Improvements in immune/melanocyte biomarkers with JAK3/TEC family kinase inhibitor ritlecitinib in vitiligo

Background Vitiligo is an autoimmune depigmenting disorder with no effective and safe treatments. Its pathogenesis is not fully elucidated. Objective This substudy of a randomized, double-blind, placebo-controlled phase 2b trial (NCT03715829) evaluated effects of ritlecitinib, an oral JAK3/TEC family kinase inhibitor, on skin and blood biomarkers in participants with non-segmental vitiligo (NSV). Methods 65 adults with NSV participated in the substudy and received daily treatment for 24 weeks with placebo (n=14) or ritlecitinib with or without a 4-week loading dose: 200 (loading dose)/50 mg (n=13), 100/50 mg (n=12), 50 mg (n=11), 30 mg (n=8), or 10 mg (n=6). Skin (lesional and nonlesional) biopsies were taken at baseline, 4, and 24 weeks. Changes from baseline to weeks 4 and 24 in skin and blood molecular/cellular biomarkers were evaluated by RNA-seq/RT-qPCR/proteomics/flow cytometry. Results Ritlecitinib-treated groups showed downregulation of immune biomarkers and upregulation of melanocyte-related markers at weeks 4 and 24 compared with baseline and/or placebo. Significant reductions were seen in CD3+/CD8+ T-cell infiltrates, with significant increases in melanocyte markers (tyrosinase; Melan-A) in NSV lesions in the 50-mg ritlecitinib groups (both P<0.05). There was significant, dose-dependent downregulation in T-cell activation/NK/cytotoxic/regulatory markers in lesional skin (IL-2/IL2-RA/IL-15/CCR7/CD5/ CRTAM/NCR1/XCL1/KIR3DL1/FASLG/KLRD; P<0.05).
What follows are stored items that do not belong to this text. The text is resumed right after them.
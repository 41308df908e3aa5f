//! Per-file commit loop

use anyhow::Result;
use chrono::{DateTime, FixedOffset, Utc};
use colored::Colorize;
use git2::Oid;
use std::fmt;
use std::fs::{self, File};
use std::io::Read;
use tracing::{debug, info, warn};

use crate::ai::{commit_message, truncate_chars, MessageGenerator, CONTEXT_LIMIT};
use crate::dates;
use crate::git::{ChangeSet, GitRepo};

/// Files at or above this size are never read for prompt context
const MAX_CONTEXT_FILE_SIZE: u64 = 10_000_000;

/// What a commit does to its path
#[derive(Debug, Clone, Copy, PartialEq, Eq)]
pub enum ChangeAction {
    /// Created, modified or untracked
    Add,
    /// Deleted
    Remove,
}

impl ChangeAction {
    pub fn as_str(&self) -> &'static str {
        match self {
            ChangeAction::Add => "add",
            ChangeAction::Remove => "rm",
        }
    }
}

impl fmt::Display for ChangeAction {
    fn fmt(&self, f: &mut fmt::Formatter<'_>) -> fmt::Result {
        f.write_str(self.as_str())
    }
}

/// One path waiting for its commit
#[derive(Debug, Clone, PartialEq)]
pub struct PendingChange {
    pub path: String,
    pub action: ChangeAction,
    pub date: DateTime<FixedOffset>,
}

/// Outcome of a commit run
#[derive(Debug, Default)]
pub struct CommitReport {
    pub committed: Vec<Oid>,
    pub skipped: Vec<String>,
}

/// Commit dates for `count` changes, from the latest commit up to now
pub fn backfill_dates(repo: &GitRepo, count: usize) -> Result<Vec<DateTime<FixedOffset>>> {
    let latest = repo.head_time()?;
    let now = Utc::now().with_timezone(latest.offset());

    let dates = dates::generate(latest, now, count);

    info!("latest commit date: {}", latest);
    info!("today: {}", now);
    info!(
        "commit dates: {} ({} days, {} files)",
        dates.len(),
        dates::day_span(latest, now),
        count
    );

    Ok(dates)
}

/// Pair every change with a date: earliest dates go to added, then modified,
/// deleted and finally untracked paths
pub fn plan(changes: &ChangeSet, mut dates: Vec<DateTime<FixedOffset>>) -> Result<Vec<PendingChange>> {
    if dates.len() != changes.total() {
        anyhow::bail!(
            "Got {} commit dates for {} changes",
            dates.len(),
            changes.total()
        );
    }

    dates.sort();

    let ordered = changes
        .added
        .iter()
        .chain(&changes.modified)
        .map(|p| (p, ChangeAction::Add))
        .chain(changes.deleted.iter().map(|p| (p, ChangeAction::Remove)))
        .chain(changes.untracked.iter().map(|p| (p, ChangeAction::Add)));

    Ok(ordered
        .zip(dates)
        .map(|((path, action), date)| PendingChange {
            path: path.clone(),
            action,
            date,
        })
        .collect())
}

pub struct Committer<'a, G> {
    repo: &'a GitRepo,
    generator: Option<&'a G>,
}

impl<'a, G: MessageGenerator> Committer<'a, G> {
    pub fn new(repo: &'a GitRepo, generator: Option<&'a G>) -> Self {
        Self { repo, generator }
    }

    /// Commit every change individually, oldest date first
    pub async fn commit_all(
        &self,
        changes: &ChangeSet,
        dates: Vec<DateTime<FixedOffset>>,
    ) -> Result<CommitReport> {
        let pending = plan(changes, dates)?;
        let mut report = CommitReport::default();

        println!(
            "\n{} {} file(s) to commit\n",
            "→".blue(),
            pending.len()
        );

        for change in &pending {
            match self.commit_one(change).await? {
                Some(oid) => report.committed.push(oid),
                None => report.skipped.push(change.path.clone()),
            }
        }

        Ok(report)
    }

    /// Stage or remove one path and commit it at its date.
    ///
    /// Returns `None` when the path is a nested repository and was skipped.
    pub async fn commit_one(&self, change: &PendingChange) -> Result<Option<Oid>> {
        let path = change.path.as_str();
        info!("commit {}: {} at {}", change.action, path, change.date);

        if self.repo.is_nested_repo(path) {
            warn!("skip git directory: {}", path);
            return Ok(None);
        }

        let context = match change.action {
            ChangeAction::Add => {
                let context = self.capture_context(path)?;
                self.repo.add(path)?;
                context
            }
            ChangeAction::Remove => {
                self.repo.remove(path)?;
                None
            }
        };

        if let Some(ref context) = context {
            debug!("\n{}", context);
        }

        let message = commit_message(
            self.generator,
            change.action.as_str(),
            path,
            context.as_deref(),
        )
        .await;
        info!("commit message: {}", message);

        let oid = self.repo.commit_at(&message, change.date)?;

        println!(
            "  {} {} {}",
            "✓".green(),
            change.date.format("%Y-%m-%d %H:%M:%S").to_string().dimmed(),
            message
        );

        Ok(Some(oid))
    }

    /// Unstaged diff for the path, or the file itself when it is small and textual
    fn capture_context(&self, path: &str) -> Result<Option<String>> {
        if self.generator.is_none() {
            return Ok(None);
        }

        let context = match self.repo.unstaged_patch(path)? {
            Some(patch) => Some(patch),
            None => read_text_file(&self.repo.workdir()?.join(path)),
        };

        Ok(context.map(|c| truncate_chars(&c, CONTEXT_LIMIT)))
    }
}

fn read_text_file(path: &std::path::Path) -> Option<String> {
    let meta = fs::metadata(path).ok()?;
    if !meta.is_file() || meta.len() >= MAX_CONTEXT_FILE_SIZE {
        return None;
    }

    let mut head = Vec::with_capacity(CONTEXT_LIMIT);
    File::open(path)
        .ok()?
        .take(CONTEXT_LIMIT as u64)
        .read_to_end(&mut head)
        .ok()?;

    if !is_textual(&head) {
        return None;
    }

    fs::read(path)
        .ok()
        .map(|bytes| String::from_utf8_lossy(&bytes).into_owned())
}

/// Heuristic text check on the first chunk of a file
fn is_textual(chunk: &[u8]) -> bool {
    if chunk.is_empty() {
        return true;
    }
    if chunk.contains(&0) {
        return false;
    }

    let non_text = chunk
        .iter()
        .filter(|&&b| {
            let text = matches!(b, 7 | 8 | 9 | 10 | 12 | 13 | 27) || (b >= 0x20 && b != 0x7f);
            !text
        })
        .count();

    non_text as f64 / chunk.len() as f64 <= 0.3
}
use anyhow::{Context, Result};
use serde::Deserialize;
use std::fs;
use std::path::Path;

use crate::ai::AiConfig;

pub const CONFIG_FILE: &str = "backfill.toml";

#[derive(Debug, Default, Deserialize)]
pub struct Config {
    #[serde(default)]
    pub ai: AiConfig,
}

/// Command line overrides for the `[ai]` section
#[derive(Debug, Default, Clone)]
pub struct AiOverrides {
    pub enabled: bool,
    pub provider: Option<String>,
    pub api_key: Option<String>,
    pub base_url: Option<String>,
    pub model: Option<String>,
}

impl Config {
    pub fn load(path: &Path) -> Result<Self> {
        let content = fs::read_to_string(path)
            .with_context(|| format!("Failed to read config file: {}", path.display()))?;

        let config: Config = toml::from_str(&content)
            .with_context(|| format!("Failed to parse {}", path.display()))?;

        config.validate()?;

        Ok(config)
    }

    /// Load an explicit config file, or the default one if it exists
    pub fn resolve(explicit: Option<&Path>, repo_root: &Path) -> Result<Self> {
        match explicit {
            Some(path) => Self::load(path),
            None => {
                let default_path = repo_root.join(CONFIG_FILE);
                if default_path.is_file() {
                    Self::load(&default_path)
                } else {
                    Ok(Self::default())
                }
            }
        }
    }

    fn validate(&self) -> Result<()> {
        self.ai
            .provider
            .parse::<crate::ai::AiProvider>()
            .with_context(|| "Invalid [ai] provider")?;

        if !(0.0..=2.0).contains(&self.ai.temperature) {
            anyhow::bail!(
                "[ai] temperature must be between 0 and 2, got {}",
                self.ai.temperature
            );
        }

        if self.ai.max_tokens == 0 {
            anyhow::bail!("[ai] max_tokens must be greater than 0");
        }

        Ok(())
    }

    /// Apply command line flags on top of the file values
    pub fn apply(&mut self, overrides: AiOverrides) {
        if overrides.enabled {
            self.ai.enabled = true;
        }
        if let Some(provider) = overrides.provider {
            self.ai.provider = provider;
        }
        if overrides.api_key.is_some() {
            self.ai.api_key = overrides.api_key;
        }
        if overrides.base_url.is_some() {
            self.ai.base_url = overrides.base_url;
        }
        if overrides.model.is_some() {
            self.ai.model = overrides.model;
        }
    }
}
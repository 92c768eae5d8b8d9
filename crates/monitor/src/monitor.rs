//! The periodic reconciliation service.

use prometheus::Registry;
use std::collections::{BTreeMap, BTreeSet, HashMap};
use std::fmt::Write as _;
use std::sync::Arc;
use std::time::Duration;
use tokio::sync::{Mutex, mpsc};
use tokio::time::{MissedTickBehavior, interval};
use tokio_util::sync::CancellationToken;
use tokio_util::task::TaskTracker;
use tracing::{debug, error, info};

use raftwatch_metrics::{HealthMetrics, MemberSample};
use raftwatch_quorum::{
    ExtendedConsensusResult, MemberView, analyze_extended, normalize_views,
};
use raftwatch_status::{Database, HealthSnapshot};

use crate::collector::{CollectorConfig, collect_database};
use crate::error::{Error, Result};
use crate::exec::{CommandRunner, HintSource, MemberDiscovery};
use crate::summary::SummaryPublisher;

/// Tunables for the reconciliation service.
#[derive(Clone, Debug)]
pub struct MonitorConfig {
    /// Pause between reconciliation passes.
    pub interval: Duration,
    /// Databases to diagnose each pass.
    pub databases: Vec<Database>,
    /// Collection tunables.
    pub collector: CollectorConfig,
    /// Per-subscriber summary buffer size.
    pub summary_buffer: usize,
    /// Idle period after which subscribers receive a keep-alive notice.
    pub keepalive_interval: Duration,
}

impl Default for MonitorConfig {
    fn default() -> Self {
        Self {
            interval: Duration::from_secs(60),
            databases: vec![Database::Northbound, Database::Southbound],
            collector: CollectorConfig::default(),
            summary_buffer: 16,
            keepalive_interval: Duration::from_secs(30),
        }
    }
}

/// Cluster instance ids observed per database, carried between passes so
/// vanished instances can be pruned.
#[derive(Default)]
struct PassState {
    seen: HashMap<Database, BTreeSet<String>>,
}

/// Periodic health reconciliation for one member group.
pub struct ClusterMonitor {
    config: MonitorConfig,
    discovery: Arc<dyn MemberDiscovery>,
    runner: Arc<dyn CommandRunner>,
    hints: Option<Arc<dyn HintSource>>,
    metrics: HealthMetrics,
    summary: Arc<SummaryPublisher>,
    // Held across a whole pass: concurrent triggers serialize here.
    state: Mutex<PassState>,
    trigger_tx: mpsc::Sender<()>,
    trigger_rx: std::sync::Mutex<Option<mpsc::Receiver<()>>>,
    shutdown: CancellationToken,
    tracker: TaskTracker,
}

impl ClusterMonitor {
    /// Creates a monitor, registering its metric catalog against `registry`.
    ///
    /// # Errors
    ///
    /// Fails when the metric catalog cannot be registered.
    pub fn new(
        config: MonitorConfig,
        discovery: Arc<dyn MemberDiscovery>,
        runner: Arc<dyn CommandRunner>,
        hints: Option<Arc<dyn HintSource>>,
        registry: &Registry,
    ) -> Result<Self> {
        let (trigger_tx, trigger_rx) = mpsc::channel(1);
        Ok(Self {
            metrics: HealthMetrics::new(registry)?,
            summary: Arc::new(SummaryPublisher::new(config.summary_buffer)),
            config,
            discovery,
            runner,
            hints,
            state: Mutex::new(PassState::default()),
            trigger_tx,
            trigger_rx: std::sync::Mutex::new(Some(trigger_rx)),
            shutdown: CancellationToken::new(),
            tracker: TaskTracker::new(),
        })
    }

    /// Subscribes to the live summary feed.
    #[must_use]
    pub fn subscribe(&self) -> mpsc::Receiver<String> {
        self.summary.subscribe()
    }

    /// Requests an immediate pass, in addition to the timer.
    pub fn trigger(&self) {
        let _ = self.trigger_tx.try_send(());
    }

    /// Starts the timer loop and the keep-alive task.
    ///
    /// # Errors
    ///
    /// Returns [`Error::AlreadyStarted`] when called twice.
    pub fn start(self: &Arc<Self>) -> Result<()> {
        let mut trigger_rx = self
            .trigger_rx
            .lock()
            .expect("trigger state poisoned")
            .take()
            .ok_or(Error::AlreadyStarted)?;

        let monitor = Arc::clone(self);
        let token = self.shutdown.clone();
        self.tracker.spawn(async move {
            let mut tick = interval(monitor.config.interval);
            tick.set_missed_tick_behavior(MissedTickBehavior::Skip);
            loop {
                tokio::select! {
                    _ = tick.tick() => {}
                    trigger = trigger_rx.recv() => {
                        if trigger.is_none() {
                            break;
                        }
                    }
                    () = token.cancelled() => {
                        info!("cluster monitor stopped");
                        break;
                    }
                }
                if let Err(pass_error) = monitor.run_once().await {
                    error!(%pass_error, "reconciliation pass failed");
                }
            }
        });

        let summary = Arc::clone(&self.summary);
        let token = self.shutdown.clone();
        let keepalive = self.config.keepalive_interval;
        self.tracker.spawn(async move {
            let mut tick = interval(keepalive);
            tick.set_missed_tick_behavior(MissedTickBehavior::Skip);
            tick.tick().await;
            loop {
                tokio::select! {
                    _ = tick.tick() => summary.keepalive_if_idle(keepalive),
                    () = token.cancelled() => break,
                }
            }
        });

        Ok(())
    }

    /// Stops the service and waits for its tasks to exit.
    pub async fn shutdown(&self) {
        self.shutdown.cancel();
        self.tracker.close();
        self.tracker.wait().await;
    }

    /// Runs one reconciliation pass.
    ///
    /// # Errors
    ///
    /// Only discovery failures abort a pass; per-member failures merely
    /// reduce the sample.
    pub async fn run_once(&self) -> Result<()> {
        let targets = self.discovery.list_members().await?;
        debug!(members = targets.len(), "starting reconciliation pass");

        let mut state = self.state.lock().await;
        let mut summary_text = String::new();

        for database in &self.config.databases {
            let database = *database;
            let snapshots = collect_database(
                self.runner.as_ref(),
                &self.config.collector,
                &targets,
                database,
            )
            .await;
            info!(
                database = %database,
                collected = snapshots.len(),
                members = targets.len(),
                "collected health snapshots"
            );

            let mut views: Vec<MemberView> =
                snapshots.iter().map(MemberView::from_snapshot).collect();
            let renames = normalize_views(&mut views);

            let hints = match &self.hints {
                Some(source) => source.hints(database).await,
                None => None,
            };
            let result = analyze_extended(&views, hints.as_ref());

            let observed: BTreeSet<String> = snapshots
                .iter()
                .map(|snapshot| snapshot.local.cluster_id.clone())
                .collect();
            if let Some(cluster_id) = dominant_cluster_id(&snapshots) {
                let samples = build_samples(&snapshots, &views, &renames, &result);
                self.metrics.record(database, &cluster_id, &result, &samples);
            }

            summary_text.push_str(&result.render(database.as_str()));
            let _ = writeln!(
                summary_text,
                "polled: {} of {} members\n",
                snapshots.len(),
                targets.len()
            );

            let previous = state.seen.insert(database, observed.clone()).unwrap_or_default();
            for stale in previous.difference(&observed) {
                info!(database = %database, cluster_id = %stale, "cluster instance vanished");
                self.metrics.prune(database, stale);
            }
        }

        self.summary.publish(summary_text);
        Ok(())
    }
}

/// The most frequently reported cluster id, ties broken by ascending id.
fn dominant_cluster_id(snapshots: &[HealthSnapshot]) -> Option<String> {
    let mut counts: BTreeMap<&str, usize> = BTreeMap::new();
    for snapshot in snapshots {
        *counts.entry(snapshot.local.cluster_id.as_str()).or_default() += 1;
    }

    let mut best: Option<(&str, usize)> = None;
    for (cluster_id, count) in counts {
        match best {
            Some((_, best_count)) if count <= best_count => {}
            _ => best = Some((cluster_id, count)),
        }
    }
    best.map(|(cluster_id, _)| cluster_id.to_string())
}

/// Derives per-member observations for the metrics emitter, covering every
/// member id in the union.
fn build_samples(
    snapshots: &[HealthSnapshot],
    views: &[MemberView],
    renames: &BTreeMap<String, String>,
    result: &ExtendedConsensusResult,
) -> BTreeMap<String, MemberSample> {
    let mut samples: BTreeMap<String, MemberSample> = result
        .member_ids
        .iter()
        .map(|id| (id.clone(), MemberSample::default()))
        .collect();

    // Reporters carry their own local view.
    for (snapshot, view) in snapshots.iter().zip(views) {
        if let Some(sample) = samples.get_mut(&view.reporter) {
            sample.reporting = true;
            sample.leader = snapshot.local.leader;
            sample.connected = snapshot.local.connected;
            sample.log_index = Some(snapshot.local.log_index);
        }
    }

    // Peer-reported connectivity and message ages, keyed by normalized id.
    for snapshot in snapshots {
        for server in &snapshot.status.servers {
            let id = renames.get(&server.id).unwrap_or(&server.id);
            let Some(sample) = samples.get_mut(id) else {
                continue;
            };
            if let Some(age) = server.last_msg_age_ms {
                sample.last_msg_age_ms =
                    Some(sample.last_msg_age_ms.map_or(age, |known| known.max(age)));
            }
            if !sample.reporting && server.connected {
                sample.connected = true;
            }
        }
    }

    samples
}

#[cfg(test)]
mod tests {
    use super::*;
    use raftwatch_status::{ClusterServer, ClusterStatus, ServerLocalView};

    fn snapshot(cluster_id: &str) -> HealthSnapshot {
        HealthSnapshot {
            database: Database::Northbound,
            local: ServerLocalView {
                leader: false,
                connected: true,
                cluster_id: cluster_id.to_string(),
                server_id: "a".to_string(),
                log_index: 1,
            },
            status: ClusterStatus::default(),
        }
    }

    #[test]
    fn dominant_cluster_id_prefers_frequency_then_order() {
        let snapshots = vec![snapshot("cid-b"), snapshot("cid-a"), snapshot("cid-b")];
        assert_eq!(dominant_cluster_id(&snapshots), Some("cid-b".to_string()));

        let tied = vec![snapshot("cid-b"), snapshot("cid-a")];
        assert_eq!(dominant_cluster_id(&tied), Some("cid-a".to_string()));

        assert_eq!(dominant_cluster_id(&[]), None);
    }

    #[test]
    fn samples_cover_silent_members() {
        let mut server = ClusterServer {
            id: "b".to_string(),
            address: "ssl:10.0.0.2:6643".to_string(),
            role: None,
            is_self: false,
            connected: true,
            last_msg_age_ms: Some(500),
            next_index: None,
            match_index: None,
        };
        let mut snap = snapshot("cid-1");
        snap.local.leader = true;
        snap.status.servers = vec![
            ClusterServer {
                id: "a".to_string(),
                address: "ssl:10.0.0.1:6643".to_string(),
                role: None,
                is_self: true,
                connected: true,
                last_msg_age_ms: None,
                next_index: None,
                match_index: None,
            },
            server.clone(),
        ];

        let mut views = vec![MemberView::from_snapshot(&snap)];
        let renames = normalize_views(&mut views);
        let result = analyze_extended(&views, None);
        let samples = build_samples(std::slice::from_ref(&snap), &views, &renames, &result);

        assert!(samples["a"].reporting);
        assert!(samples["a"].leader);
        assert!(!samples["b"].reporting);
        assert!(samples["b"].connected);
        assert_eq!(samples["b"].last_msg_age_ms, Some(500));

        // a second report with a staler age wins
        server.last_msg_age_ms = Some(9000);
        snap.status.servers[1] = server;
        let samples = build_samples(std::slice::from_ref(&snap), &views, &renames, &result);
        assert_eq!(samples["b"].last_msg_age_ms, Some(9000));
    }
}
Th1 and Th2 markers were also downregulated in lesional skin and blood in a dose-dependent manner (P<0.05). Changes in immune biomarkers correlated with clinical response. Conclusion Ritlecitinib significantly downregulated pro-inflammatory biomarkers and increased melanocyte products in skin and blood of participants with NSV, suggesting its potential in treatment. Ritlecitinib-mediated changes positively correlated with clinical response.